Your objective: Each line of the entries below that includes "await" belongs in your answer.

Material for the task:
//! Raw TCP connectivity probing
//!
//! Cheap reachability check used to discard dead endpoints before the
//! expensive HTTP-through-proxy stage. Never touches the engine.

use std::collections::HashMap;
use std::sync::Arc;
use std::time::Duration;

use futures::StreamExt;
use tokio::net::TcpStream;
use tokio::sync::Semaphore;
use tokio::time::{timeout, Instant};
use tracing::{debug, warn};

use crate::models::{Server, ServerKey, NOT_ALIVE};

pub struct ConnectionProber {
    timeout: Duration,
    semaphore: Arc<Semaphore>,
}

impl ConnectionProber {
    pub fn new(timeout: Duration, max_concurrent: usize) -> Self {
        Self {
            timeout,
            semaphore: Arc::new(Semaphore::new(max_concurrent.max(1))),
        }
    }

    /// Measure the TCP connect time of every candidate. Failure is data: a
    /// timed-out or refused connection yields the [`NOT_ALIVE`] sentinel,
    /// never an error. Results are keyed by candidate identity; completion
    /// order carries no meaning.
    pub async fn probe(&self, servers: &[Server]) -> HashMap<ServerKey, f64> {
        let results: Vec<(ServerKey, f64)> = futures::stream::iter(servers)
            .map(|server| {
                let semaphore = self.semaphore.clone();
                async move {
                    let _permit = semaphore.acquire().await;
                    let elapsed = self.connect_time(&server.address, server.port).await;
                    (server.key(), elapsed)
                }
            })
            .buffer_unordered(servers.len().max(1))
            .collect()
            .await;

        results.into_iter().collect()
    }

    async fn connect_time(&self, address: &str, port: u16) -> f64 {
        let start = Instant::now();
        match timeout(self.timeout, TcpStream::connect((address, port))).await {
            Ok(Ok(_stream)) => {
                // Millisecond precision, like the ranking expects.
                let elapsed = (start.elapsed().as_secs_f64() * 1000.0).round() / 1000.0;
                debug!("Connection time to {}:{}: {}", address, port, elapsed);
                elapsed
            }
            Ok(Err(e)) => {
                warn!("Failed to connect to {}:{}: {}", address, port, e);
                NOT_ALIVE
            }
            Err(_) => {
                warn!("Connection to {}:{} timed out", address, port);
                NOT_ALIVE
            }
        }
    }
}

---

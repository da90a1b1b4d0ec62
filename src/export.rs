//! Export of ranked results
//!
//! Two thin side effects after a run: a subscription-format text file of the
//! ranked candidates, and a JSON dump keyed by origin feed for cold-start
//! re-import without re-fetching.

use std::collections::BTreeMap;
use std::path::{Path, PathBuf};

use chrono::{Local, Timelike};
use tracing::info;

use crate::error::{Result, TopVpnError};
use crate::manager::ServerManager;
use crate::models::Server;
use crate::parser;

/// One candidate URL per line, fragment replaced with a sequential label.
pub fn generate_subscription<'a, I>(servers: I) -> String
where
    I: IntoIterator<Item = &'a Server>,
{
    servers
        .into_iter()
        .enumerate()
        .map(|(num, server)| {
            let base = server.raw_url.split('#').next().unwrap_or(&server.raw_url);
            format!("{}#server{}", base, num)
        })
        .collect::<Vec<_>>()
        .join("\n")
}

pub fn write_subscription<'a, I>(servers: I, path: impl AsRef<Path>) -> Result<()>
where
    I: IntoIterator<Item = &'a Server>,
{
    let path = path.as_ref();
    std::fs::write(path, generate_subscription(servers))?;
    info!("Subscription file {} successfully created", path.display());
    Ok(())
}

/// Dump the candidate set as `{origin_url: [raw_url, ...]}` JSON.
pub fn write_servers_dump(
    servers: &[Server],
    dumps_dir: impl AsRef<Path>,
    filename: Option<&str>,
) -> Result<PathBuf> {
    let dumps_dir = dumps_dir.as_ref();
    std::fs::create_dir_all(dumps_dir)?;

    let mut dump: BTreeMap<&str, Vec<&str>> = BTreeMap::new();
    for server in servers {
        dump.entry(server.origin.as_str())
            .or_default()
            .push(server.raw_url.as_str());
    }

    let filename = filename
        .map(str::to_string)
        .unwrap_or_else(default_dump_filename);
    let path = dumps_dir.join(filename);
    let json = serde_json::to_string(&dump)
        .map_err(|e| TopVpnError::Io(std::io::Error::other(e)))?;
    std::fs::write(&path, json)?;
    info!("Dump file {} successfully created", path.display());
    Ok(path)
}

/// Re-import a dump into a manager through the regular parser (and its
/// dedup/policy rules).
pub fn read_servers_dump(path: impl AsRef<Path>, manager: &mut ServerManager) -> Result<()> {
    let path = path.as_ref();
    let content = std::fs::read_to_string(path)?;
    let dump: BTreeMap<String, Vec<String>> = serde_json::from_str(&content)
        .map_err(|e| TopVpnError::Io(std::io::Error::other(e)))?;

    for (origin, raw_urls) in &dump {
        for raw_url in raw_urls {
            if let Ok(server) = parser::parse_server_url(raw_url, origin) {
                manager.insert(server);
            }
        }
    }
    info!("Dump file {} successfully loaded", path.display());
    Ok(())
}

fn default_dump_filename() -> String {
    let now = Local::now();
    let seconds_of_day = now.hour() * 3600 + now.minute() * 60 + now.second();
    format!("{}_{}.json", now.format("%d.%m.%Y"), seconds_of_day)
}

Solution for this problem:
                    let _permit = semaphore.acquire().await;
                    let elapsed = self.connect_time(&server.address, server.port).await;
            .await;
        match timeout(self.timeout, TcpStream::connect((address, port))).await {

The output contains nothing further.